Published on August 7, 2013 at 12:44 AM · No Comments
Personalized DNA tests identify patients at risk for adverse side effects
Statins, a class of drugs used to lower cholesterol, are among the best selling drugs in North America and around the world. However, statin myopathy, which results in muscle pain and weakness, is a common side effect affecting up to 10 percent of statin users. A recent study led by Dr. Richard Kim of the Lawson Health Research Institute, in collaboration with Dr. Robert Hegele of Robarts Research Institute, and researchers from Vanderbilt University, found that commonly occurring genetic variations in a person's genes could put them at risk for statin-associated muscle injury.
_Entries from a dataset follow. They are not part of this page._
//! Stack synthesis: resolve, validate, expand constructs, assemble the template.

use super::parser::{validate_config, ValidationError};
use super::resolver::resolve_config;
use super::types::{CfnResource, DeletionPolicy, StackConfig, Template};
use crate::constructs::{database, identity, instance, network, security_group, Scope, PSEUDO_PARAMETERS};
use crate::error::{Error, Result};
use crate::tripwire::hasher;
use indexmap::{IndexMap, IndexSet};
use serde_json::Value;

const TEMPLATE_FORMAT_VERSION: &str = "2010-09-09";

/// Output of one synthesis run.
#[derive(Debug, Clone)]
pub struct Synthesized {
    pub stack: String,
    pub template: Template,
    /// Logical id -> construct path
    pub paths: IndexMap<String, String>,
    pub inventory: Inventory,
}

/// Resource count per type, in first-seen order.
#[derive(Debug, Clone, Default, PartialEq, Eq)]
pub struct Inventory {
    counts: IndexMap<String, usize>,
}

impl Inventory {
    pub fn from_template(template: &Template) -> Self {
        let mut counts = IndexMap::new();
        for r in template.resources.values() {
            *counts.entry(r.resource_type.clone()).or_insert(0) += 1;
        }
        Self { counts }
    }

    /// Number of resources of `resource_type`.
    pub fn count(&self, resource_type: &str) -> usize {
        self.counts.get(resource_type).copied().unwrap_or(0)
    }

    pub fn total(&self) -> usize {
        self.counts.values().sum()
    }

    pub fn iter(&self) -> impl Iterator<Item = (&str, usize)> {
        self.counts.iter().map(|(k, v)| (k.as_str(), *v))
    }
}

/// Synthesize a declaration into a template.
pub fn synthesize(config: &StackConfig) -> Result<Synthesized> {
    let _span = tracing::info_span!("synth", stack = %config.name).entered();

    let resolved = resolve_config(config)?;
    let errors = validate_config(&resolved);
    if !errors.is_empty() {
        return Err(Error::Validation(errors));
    }

    let mut scope = Scope::new(&resolved.name);
    let net = network::build(&mut scope, &resolved.network)?;
    let groups = security_group::build_all(&mut scope, &resolved.security_groups, &net.vpc_id)?;

    let mut roles = IndexMap::new();
    for (id, role) in &resolved.roles {
        roles.insert(id.clone(), identity::build(&mut scope, id, role));
    }
    for (id, inst) in &resolved.instances {
        instance::build(&mut scope, id, inst, &resolved.env, &net, &groups, &roles)?;
    }
    for (id, db) in &resolved.databases {
        database::build(&mut scope, id, db, &net, &groups)?;
    }

    let parts = scope.into_parts();
    let template = Template {
        format_version: TEMPLATE_FORMAT_VERSION.to_string(),
        description: resolved.description.clone(),
        mappings: parts.mappings,
        resources: parts.resources,
        outputs: parts.outputs,
    };

    let dangling = check_references(&template);
    if !dangling.is_empty() {
        return Err(Error::Validation(dangling));
    }

    let inventory = Inventory::from_template(&template);
    tracing::info!(resources = inventory.total(), "stack synthesized");
    Ok(Synthesized {
        stack: resolved.name,
        template,
        paths: parts.paths,
        inventory,
    })
}

/// Every `Ref`, `Fn::GetAtt`, `Fn::FindInMap` and `DependsOn` target must
/// exist in the template (or be a pseudo parameter).
pub fn check_references(template: &Template) -> Vec<ValidationError> {
    let mut errors = Vec::new();
    let mut err = |msg: String| errors.push(ValidationError { message: msg });

    for (id, resource) in &template.resources {
        for target in &resource.depends_on {
            if !template.resources.contains_key(target) {
                err(format!("{}: DependsOn unknown resource '{}'", id, target));
            }
        }
        for value in resource.properties.values() {
            for problem in dangling_in(value, template) {
                err(format!("{}: {}", id, problem));
            }
        }
    }
    for (name, output) in &template.outputs {
        for problem in dangling_in(output, template) {
            err(format!("output {}: {}", name, problem));
        }
    }
    errors
}

fn dangling_in(value: &Value, template: &Template) -> Vec<String> {
    let mut refs = IndexSet::new();
    let mut atts = IndexSet::new();
    let mut maps = IndexSet::new();
    collect_targets(value, &mut refs, &mut atts, &mut maps);

    let mut problems = Vec::new();
    for r in refs {
        if !template.resources.contains_key(&r) && !PSEUDO_PARAMETERS.contains(&r.as_str()) {
            problems.push(format!("Ref to unknown '{}'", r));
        }
    }
    for a in atts {
        if !template.resources.contains_key(&a) {
            problems.push(format!("Fn::GetAtt on unknown resource '{}'", a));
        }
    }
    for m in maps {
        if !template.mappings.contains_key(&m) {
            problems.push(format!("Fn::FindInMap on unknown mapping '{}'", m));
        }
    }
    problems
}

fn collect_targets(
    value: &Value,
    refs: &mut IndexSet<String>,
    atts: &mut IndexSet<String>,
    maps: &mut IndexSet<String>,
) {
    match value {
        Value::Object(map) => {
            if let Some(Value::String(target)) = map.get("Ref") {
                refs.insert(target.clone());
            }
            if let Some(Value::String(target)) = map.get("Fn::GetAtt").and_then(|v| v.get(0)) {
                atts.insert(target.clone());
            }
            if let Some(Value::String(target)) = map.get("Fn::FindInMap").and_then(|v| v.get(0)) {
                maps.insert(target.clone());
            }
            for v in map.values() {
                collect_targets(v, refs, atts, maps);
            }
        }
        Value::Array(items) => {
            for v in items {
                collect_targets(v, refs, atts, maps);
            }
        }
        _ => {}
    }
}

/// What the deploy engine does with a resource when the stack is removed.
///
/// Database instances without an explicit policy are snapshotted; every
/// other resource is deleted.
pub fn effective_deletion_policy(resource: &CfnResource) -> DeletionPolicy {
    match resource.deletion_policy {
        Some(policy) => policy,
        None if resource.resource_type == crate::constructs::cfn::DB_INSTANCE => {
            DeletionPolicy::Snapshot
        }
        None => DeletionPolicy::Delete,
    }
}

/// Pretty JSON rendering of a template, newline terminated.
pub fn template_json(template: &Template) -> Result<String> {
    let mut json =
        serde_json::to_string_pretty(template).map_err(|e| Error::Serialize(e.to_string()))?;
    json.push('\n');
    Ok(json)
}

/// BLAKE3 of each resource body, keyed by logical id.
pub fn resource_hashes(template: &Template) -> Result<IndexMap<String, String>> {
    template
        .resources
        .iter()
        .map(|(id, r)| Ok((id.clone(), hasher::hash_json(r)?)))
        .collect()
}

/// BLAKE3 of the declaration, after canonical YAML serialization.
pub fn config_hash(config: &StackConfig) -> Result<String> {
    let yaml = serde_yaml_ng::to_string(config).map_err(|e| Error::Serialize(e.to_string()))?;
    Ok(hasher::hash_string(&yaml))
}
Nearly 3-million Canadians are currently taking a statin. However, according to Dr. Kim, who is a physician at London Health Sciences Centre (LHSC) and holds the Wolfe Medical Research Chair in Pharmacogenomics at Western University, little is known about the blood levels of these drugs in a real world patient population. "Currently, we do not fully understand the drug exposure necessary for optimal statin therapy, making it difficult to predict an individual's dose requirement while minimizing the risk of side effects," states Dr. Kim. In his recent study, Dr. Kim set out to quantify patient's blood levels of statins and decipher the role genes play in statin uptake and absorption.
"We found that commonly occurring genetic variations in the genes that help to clear the drugs from the body, widely referred to as drug transporters, are key predictors of patients who will likely have high statin blood levels," says Dr. Kim. "We think those patients with high levels of statins in their blood are at a much greater risk for statin-associated muscle injury."